The BHS credit valuation adjustment (CVA) has been branded a “wasted opportunity” by retail billionaire Sir Philip Green.
Green, during his six hour long parliamentary hearing, claimed that former owner of the company Dominic Chappell has missed out on up to £100 million of potential property sales and was too slow to arrange a CVA which ultimately spurned the chance to turn the organisation around.
Further revelations were revealed on convoluted property deals, among which was the sale of Marylebone House and North West House, NW1, to Chappell. When he faced the MPs committee last week, Chappell was asked about the deals.
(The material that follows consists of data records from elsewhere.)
pub mod aggregator;
pub mod collectors;
pub mod render;
pub mod types;

#[cfg(test)]
pub(crate) mod testing;

pub use aggregator::MetricsAggregator;
pub use collectors::{CategoryBucket, Collector, Scrape};
pub use render::{CONTENT_TYPE, render_prometheus};
pub use types::{MetricKind, MetricRecord};
use thiserror::Error;

#[derive(Debug, Error)]
pub enum ExporterError {
    #[error("missing configuration: {0}")]
    MissingConfig(String),
    #[error("invalid configuration: {0}")]
    InvalidConfig(String),
    #[error("request to {endpoint} failed: {message}")]
    Request { endpoint: String, message: String },
    #[error("{endpoint} returned status {status}")]
    UnexpectedStatus { endpoint: String, status: u16 },
    #[error("failed to decode response from {endpoint}: {message}")]
    Decode { endpoint: String, message: String },
    #[error("authentication failed: {0}")]
    Authentication(String),
    #[error("internal error: {0}")]
    InternalError(String),
}

pub type Result<T> = std::result::Result<T, ExporterError>;
use async_trait::async_trait;
use qbt_client::{Peer, Torrent};
use tracing::error;

use crate::metrics::{
    collectors::{Collector, Scrape},
    types::MetricRecord,
};

/// Per-peer transfer series for every torrent in the scrape.
///
/// Peers are fetched one torrent at a time; a failed fetch only drops that
/// torrent's peers.
pub struct PeerCollector;

#[async_trait]
impl Collector for PeerCollector {
    fn name(&self) -> &'static str {
        "peers"
    }

    async fn collect(&self, scrape: &mut Scrape<'_>) -> Vec<MetricRecord> {
        let prefix = scrape.prefix();
        let client = scrape.client();
        let Some(torrents) = scrape.torrents() else {
            return Vec::new();
        };

        let mut records = Vec::new();
        for torrent in torrents {
            let torrent_peers = match client.torrent_peers(&torrent.hash).await {
                Ok(torrent_peers) => torrent_peers,
                Err(err) => {
                    error!(hash = %torrent.hash, error = %err, "couldn't fetch torrent peers");
                    continue;
                }
            };

            let Some(peers) = torrent_peers.peers.filter(|peers| !peers.is_empty()) else {
                continue;
            };

            for peer in peers.values() {
                records.extend(peer_records(prefix, torrent, peer));
            }
        }

        records
    }
}

fn peer_records(prefix: &str, torrent: &Torrent, peer: &Peer) -> [MetricRecord; 4] {
    let labels = vec![
        ("torrent_name".to_string(), torrent.name.clone()),
        ("torrent_hash".to_string(), torrent.hash.clone()),
        ("country".to_string(), peer.country.clone()),
        ("country_code".to_string(), peer.country_code.clone()),
        ("ip".to_string(), peer.ip.clone()),
        ("port".to_string(), peer.port.to_string()),
    ];

    [
        MetricRecord::counter(
            prefix,
            "peers_downloaded",
            peer.downloaded as f64,
            "Amount of data downloaded by peer",
        )
        .with_labels(&labels),
        MetricRecord::counter(
            prefix,
            "peers_uploaded",
            peer.uploaded as f64,
            "Amount of data uploaded by peer",
        )
        .with_labels(&labels),
        MetricRecord::gauge(prefix, "peers_progress", peer.progress, "Peer download progress")
            .with_labels(&labels),
        MetricRecord::gauge(prefix, "peers_relevance", peer.relevance, "Peer relevance")
            .with_labels(&labels),
    ]
}
use std::sync::Arc;

use axum::{Router, routing::get};

use crate::{handlers, metrics::MetricsAggregator};

pub struct ExporterState {
    pub aggregator: MetricsAggregator,
}

impl ExporterState {
    pub fn new(aggregator: MetricsAggregator) -> Self {
        Self { aggregator }
    }
}

/// Every path other than the health probe serves the scrape.
pub fn exporter_router(state: Arc<ExporterState>) -> Router {
    Router::new()
        .route("/health/live", get(handlers::health::health_live))
        .route("/metrics", get(handlers::metrics::prometheus_metrics))
        .fallback(handlers::metrics::prometheus_metrics)
        .with_state(state)
}
//! Sub-collectors translating one slice of daemon state each into
//! [`MetricRecord`]s.
//!
//! A collector never fails the scrape: fetch errors are logged and turn into
//! fewer (or no) records.

use async_trait::async_trait;
use qbt_client::{Torrent, TorrentApi};
use qbt_common::ExporterConfig;

use crate::metrics::types::MetricRecord;

pub mod category;
pub mod peers;
pub mod status;
pub mod sync;
pub mod torrents;

pub use category::{CategoryBucket, CategoryCollector};
pub use peers::PeerCollector;
pub use status::StatusCollector;
pub use sync::SyncCollector;
pub use torrents::TorrentCollector;

/// State shared by the collectors of a single scrape.
///
/// The torrent list is filled by [`StatusCollector`] and read by the
/// collectors that run after it. A fresh `Scrape` is built for every
/// request, so overlapping scrapes never observe each other's list.
pub struct Scrape<'a> {
    client: &'a dyn TorrentApi,
    config: &'a ExporterConfig,
    torrents: Option<Vec<Torrent>>,
}

impl<'a> Scrape<'a> {
    pub fn new(client: &'a dyn TorrentApi, config: &'a ExporterConfig) -> Self {
        Self {
            client,
            config,
            torrents: None,
        }
    }

    pub fn client(&self) -> &'a dyn TorrentApi {
        self.client
    }

    pub fn prefix(&self) -> &'a str {
        &self.config.metrics_prefix
    }

    pub fn torrents(&self) -> Option<&[Torrent]> {
        self.torrents.as_deref()
    }

    pub fn replace_torrents(&mut self, torrents: Vec<Torrent>) {
        self.torrents = Some(torrents);
    }
}

#[async_trait]
pub trait Collector: Send + Sync {
    fn name(&self) -> &'static str;

    async fn collect(&self, scrape: &mut Scrape<'_>) -> Vec<MetricRecord>;
}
At first it was intended that BHS’s HQ, Marylebone House, which was owned by offshore company Wilton Equity (controlled by Lady Tina Green), was to be sold for £35 million to Chappell. This was below the market value which meant that a profit could be made from flipping the property.
In order to pay for the asset, Chappell intended to take a £35 million loan from the Dellal family before selling it to a company controlled by Dellal for £43 million. However, Green had a change of heart and it was instead sold to Arcadia, his own firm, for £53 million.
He commented that all cash made from the sale of BHS and leasebacks during his time in charge were invested back into the firm, adding that after the completion of the BHS sale and leaseback deals for its estate 14 years ago, this generated £152 million.
Although, Green also added that Chappell breached the covenant that was agreed with Arcadia by taking money out of the sales of BHS property.
It was reported that Chappell took £6 million from the sale of a BHS warehouse and £7 million from the sale of North West House after he claimed that he had put it back into a Bank of China account.